Task directions: Scan the material below and copy every line holding the word "once".
### Dataset extract ###
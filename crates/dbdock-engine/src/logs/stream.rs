use std::sync::atomic::{AtomicU64, Ordering};
use std::sync::Arc;
use std::time::Duration;

use chrono::Utc;
use dashmap::mapref::entry::Entry;
use dashmap::DashMap;
use dbdock_common::{DockError, Result};
use tokio::sync::{oneshot, watch};
use tokio::task::JoinHandle;
use tracing::{debug, info, instrument, warn};

use super::frame::FrameDemuxer;
use super::lines::LineAssembler;
use super::store::LogStore;
use crate::config::DockConfig;
use crate::engine::{ContainerEngine, LogOptions, LogReader};

/// Cooperative cancellation flag shared between a stream handle and its task.
#[derive(Debug, Clone)]
pub struct CancelToken(Arc<watch::Sender<bool>>);

impl CancelToken {
    pub fn new() -> Self {
        let (tx, _) = watch::channel(false);
        Self(Arc::new(tx))
    }

    pub fn cancel(&self) {
        self.0.send_replace(true);
    }

    pub fn is_cancelled(&self) -> bool {
        *self.0.borrow()
    }

    /// Resolves once `cancel` has been called, including before this call.
    pub async fn cancelled(&self) {
        let mut rx = self.0.subscribe();
        // The sender lives as long as `self`, so this only returns on cancel.
        let _ = rx.wait_for(|cancelled| *cancelled).await;
    }
}

impl Default for CancelToken {
    fn default() -> Self {
        Self::new()
    }
}

/// How a stream task finished.
#[derive(Debug, Clone, PartialEq, Eq)]
pub enum StreamEnd {
    Cancelled,
    Ended,
    Failed(String),
}

#[derive(Debug, Clone, PartialEq, Eq)]
pub struct StreamInfo {
    pub instance: String,
    pub container_id: String,
    pub generation: u64,
}

struct StreamHandle {
    generation: u64,
    container_id: String,
    cancel: CancelToken,
    task: JoinHandle<StreamEnd>,
}

/// Owns at most one log-follow task per instance name.
pub struct LogStreamManager {
    engine: Arc<dyn ContainerEngine>,
    store: Arc<LogStore>,
    history: Duration,
    timestamps: bool,
    streams: Arc<DashMap<String, StreamHandle>>,
    generation: AtomicU64,
}

impl LogStreamManager {
    pub fn new(engine: Arc<dyn ContainerEngine>, store: Arc<LogStore>, config: &DockConfig) -> Self {
        Self {
            engine,
            store,
            history: config.log_history,
            timestamps: config.log_timestamps,
            streams: Arc::new(DashMap::new()),
            generation: AtomicU64::new(0),
        }
    }

    pub fn store(&self) -> &Arc<LogStore> {
        &self.store
    }

    /// Follows `container_id`'s logs under `instance`, replacing any stream
    /// already registered for that name.
    #[instrument(skip(self))]
    pub async fn attach(&self, container_id: &str, instance: &str) -> Result<StreamInfo> {
        self.detach(instance).await;

        let options = LogOptions {
            follow: true,
            stdout: true,
            stderr: true,
            since: chrono::Duration::from_std(self.history)
                .ok()
                .map(|window| Utc::now() - window),
            timestamps: self.timestamps,
        };
        let reader = self
            .engine
            .container_logs(container_id, &options)
            .await
            .map_err(|e| DockError::StreamReadFailure {
                instance: instance.to_string(),
                message: e.to_string(),
            })?;

        let generation = self.generation.fetch_add(1, Ordering::SeqCst) + 1;
        let cancel = CancelToken::new();
        let (registered_tx, registered) = oneshot::channel();
        let task = tokio::spawn(run_stream(
            registered,
            reader,
            instance.to_string(),
            generation,
            cancel.clone(),
            self.store.clone(),
            self.streams.clone(),
        ));
        let handle = StreamHandle {
            generation,
            container_id: container_id.to_string(),
            cancel,
            task,
        };

        match self.streams.entry(instance.to_string()) {
            Entry::Occupied(mut occupied) => {
                let replaced = occupied.insert(handle);
                replaced.cancel.cancel();
            }
            Entry::Vacant(vacant) => {
                vacant.insert(handle);
            }
        }
        // The task may only unregister itself once its handle is in the map.
        let _ = registered_tx.send(());

        self.store.info(Some(instance), "Log stream attached");
        info!(generation, "Log stream attached");
        Ok(StreamInfo {
            instance: instance.to_string(),
            container_id: container_id.to_string(),
            generation,
        })
    }

    /// Cancels the instance's stream and waits for its task to release the
    /// connection. Returns whether a stream was registered.
    pub async fn detach(&self, instance: &str) -> bool {
        let Some((_, handle)) = self.streams.remove(instance) else {
            return false;
        };
        handle.cancel.cancel();
        match handle.task.await {
            Ok(end) => debug!(%instance, ?end, "Log stream task finished"),
            Err(err) => warn!(%instance, error = %err, "Log stream task did not finish cleanly"),
        }
        true
    }

    /// Detaches every stream; returns how many were registered.
    pub async fn detach_all(&self) -> usize {
        let names: Vec<String> = self.streams.iter().map(|e| e.key().clone()).collect();
        let mut detached = 0;
        for name in names {
            if self.detach(&name).await {
                detached += 1;
            }
        }
        detached
    }

    pub fn is_attached(&self, instance: &str) -> bool {
        self.streams
            .get(instance)
            .map(|handle| !handle.task.is_finished())
            .unwrap_or(false)
    }

    /// Container the instance's live stream is bound to.
    pub fn attached_container(&self, instance: &str) -> Option<String> {
        self.streams
            .get(instance)
            .filter(|handle| !handle.task.is_finished())
            .map(|handle| handle.container_id.clone())
    }

    pub fn attached_instances(&self) -> Vec<String> {
        let mut names: Vec<String> = self
            .streams
            .iter()
            .filter(|e| !e.value().task.is_finished())
            .map(|e| e.key().clone())
            .collect();
        names.sort();
        names
    }
}

async fn run_stream(
    registered: oneshot::Receiver<()>,
    reader: LogReader,
    instance: String,
    generation: u64,
    cancel: CancelToken,
    store: Arc<LogStore>,
    streams: Arc<DashMap<String, StreamHandle>>,
) -> StreamEnd {
    let _ = registered.await;
    let end = pump(reader, &instance, &cancel, &store).await;
    match &end {
        StreamEnd::Cancelled => store.info(Some(&instance), "Log stream cancelled"),
        StreamEnd::Ended => store.info(Some(&instance), "Log stream ended"),
        StreamEnd::Failed(message) => {
            store.error(Some(&instance), format!("Log stream failed: {message}"))
        }
    }
    // A newer attach may already own the slot.
    streams.remove_if(&instance, |_, handle| handle.generation == generation);
    end
}

async fn pump(reader: LogReader, instance: &str, cancel: &CancelToken, store: &LogStore) -> StreamEnd {
    let mut demuxer = FrameDemuxer::new(reader);
    let mut lines = LineAssembler::new();

    let end = loop {
        let next = tokio::select! {
            biased;
            _ = cancel.cancelled() => break StreamEnd::Cancelled,
            next = demuxer.next_frame() => next,
        };
        match next {
            Ok(Some(frame)) => {
                if let Some(anomaly) = frame.anomaly {
                    store.warning(Some(instance), format!("Malformed log frame: {anomaly}"));
                }
                for line in lines.push(frame.source, &frame.payload) {
                    store.container_output_line(instance, line);
                }
            }
            Ok(None) => break StreamEnd::Ended,
            Err(err) => break StreamEnd::Failed(err.to_string()),
        }
    };

    for line in lines.finish() {
        store.container_output_line(instance, line);
    }
    end
}
use std::sync::Arc;
use std::time::Duration;

use clap::Parser;
use color_eyre::eyre::{self, bail};
use dbdock_common::{LogEntry, ManagedInstance};
use dbdock_engine::{DockConfig, DockerEngine, Orchestrator};
use dbdock_store::{InstanceStore, JsonFileStore};
use tracing::info;
use tracing_subscriber::EnvFilter;

mod cli;

use cli::{Cli, Commands};

#[tokio::main]
async fn main() -> eyre::Result<()> {
    dotenvy::dotenv().ok();
    color_eyre::install()?;
    tracing_subscriber::fmt()
        .with_env_filter(EnvFilter::try_from_default_env().unwrap_or_else(|_| EnvFilter::new("info")))
        .init();

    let cli = Cli::parse();
    let mut store = JsonFileStore::new(&cli.settings);
    if let Some(root) = &cli.volume_root {
        store = store.with_volume_root(root);
    }
    let mut instances = store.load().await?;

    if let Commands::List = cli.command {
        print_instances(&instances);
        return Ok(());
    }

    let config = DockConfig::from_env();
    info!(?config, "Connecting to Docker");
    let engine = DockerEngine::connect()?;
    let orchestrator = Orchestrator::new(Arc::new(engine), config);
    orchestrator.check_engine().await?;
    reconcile(&orchestrator, &store, &mut instances).await?;

    let progress = |message: &str| println!("  {message}");
    let outcome = match cli.command {
        Commands::List => Ok(()),
        Commands::Status => {
            print_instances(&instances);
            Ok(())
        }
        Commands::Start { names } => {
            let failures = if names.is_empty() {
                orchestrator.start_all(&mut instances, &progress).await
            } else {
                let mut failures = Vec::new();
                for index in select(&instances, &names)? {
                    let instance = &mut instances[index];
                    println!("Starting {}", instance.name);
                    if let Err(err) = orchestrator.start_instance(instance, &progress).await {
                        failures.push((instance.name.clone(), err));
                    }
                }
                failures
            };
            store.save(&instances).await?;
            print_instances(&instances);
            report(failures)
        }
        Commands::Stop { names } => {
            let failures = if names.is_empty() {
                orchestrator.stop_all(&mut instances).await
            } else {
                let mut failures = Vec::new();
                for index in select(&instances, &names)? {
                    let instance = &mut instances[index];
                    println!("Stopping {}", instance.name);
                    if let Err(err) = orchestrator.stop_instance(instance).await {
                        failures.push((instance.name.clone(), err));
                    }
                }
                failures
            };
            store.save(&instances).await?;
            print_instances(&instances);
            report(failures)
        }
        Commands::Watch { name } => watch(&orchestrator, name.as_deref()).await,
    };

    orchestrator.shutdown().await;
    outcome
}

/// Refreshes every instance from the engine and persists what changed.
async fn reconcile(
    orchestrator: &Orchestrator,
    store: &dyn InstanceStore,
    instances: &mut [ManagedInstance],
) -> eyre::Result<()> {
    orchestrator.refresh_status(instances).await;
    store.save(instances).await?;
    Ok(())
}

/// Indices of the instances named in `names`.
fn select(instances: &[ManagedInstance], names: &[String]) -> eyre::Result<Vec<usize>> {
    names
        .iter()
        .map(|name| {
            instances
                .iter()
                .position(|i| i.name.eq_ignore_ascii_case(name.trim()))
                .ok_or_else(|| eyre::eyre!("No instance named '{name}'"))
        })
        .collect()
}

fn report(failures: Vec<(String, dbdock_common::DockError)>) -> eyre::Result<()> {
    if failures.is_empty() {
        return Ok(());
    }
    for (name, err) in &failures {
        eprintln!("{name}: {err}");
    }
    bail!("{} instance(s) failed", failures.len())
}

fn print_instances(instances: &[ManagedInstance]) {
    println!(
        "{:<16} {:<11} {:<8} {:>6}  {:<9} {:<12} CONNECTION",
        "NAME", "TYPE", "VERSION", "PORT", "STATUS", "CONTAINER"
    );
    for instance in instances {
        let container = instance
            .container_id
            .as_deref()
            .map(|id| &id[..id.len().min(12)])
            .unwrap_or("-");
        println!(
            "{:<16} {:<11} {:<8} {:>6}  {:<9} {:<12} {}",
            instance.name,
            instance.kind.display_name(),
            instance.version,
            instance.port,
            instance.status.to_string(),
            container,
            instance.connection_string()
        );
        if let Some(err) = &instance.last_error {
            println!("{:<16} last error: {err}", "");
        }
    }
}

/// Prints new log entries until Ctrl-C.
async fn watch(orchestrator: &Orchestrator, name: Option<&str>) -> eyre::Result<()> {
    let logs = orchestrator.logs().clone();
    let snapshot = || match name {
        Some(name) => logs.instance_logs(name),
        None => logs.global_logs(),
    };
    if let Some(name) = name {
        if !orchestrator.streams().is_attached(name) {
            println!("{name} is not running; waiting for entries anyway");
        }
    }

    let mut last: Option<LogEntry> = None;
    let mut ticker = tokio::time::interval(Duration::from_millis(250));
    let ctrl_c = tokio::signal::ctrl_c();
    tokio::pin!(ctrl_c);
    loop {
        tokio::select! {
            result = &mut ctrl_c => {
                result?;
                println!();
                return Ok(());
            }
            _ = ticker.tick() => {
                let entries = snapshot();
                let start = last
                    .as_ref()
                    .and_then(|seen| entries.iter().rposition(|e| e == seen))
                    .map(|index| index + 1)
                    .unwrap_or(0);
                for entry in &entries[start..] {
                    println!("{entry}");
                }
                if let Some(newest) = entries.last() {
                    last = Some(newest.clone());
                }
            }
        }
    }
}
###
Solved problem:
    /// Resolves once `cancel` has been called, including before this call.
        // The task may only unregister itself once its handle is in the map.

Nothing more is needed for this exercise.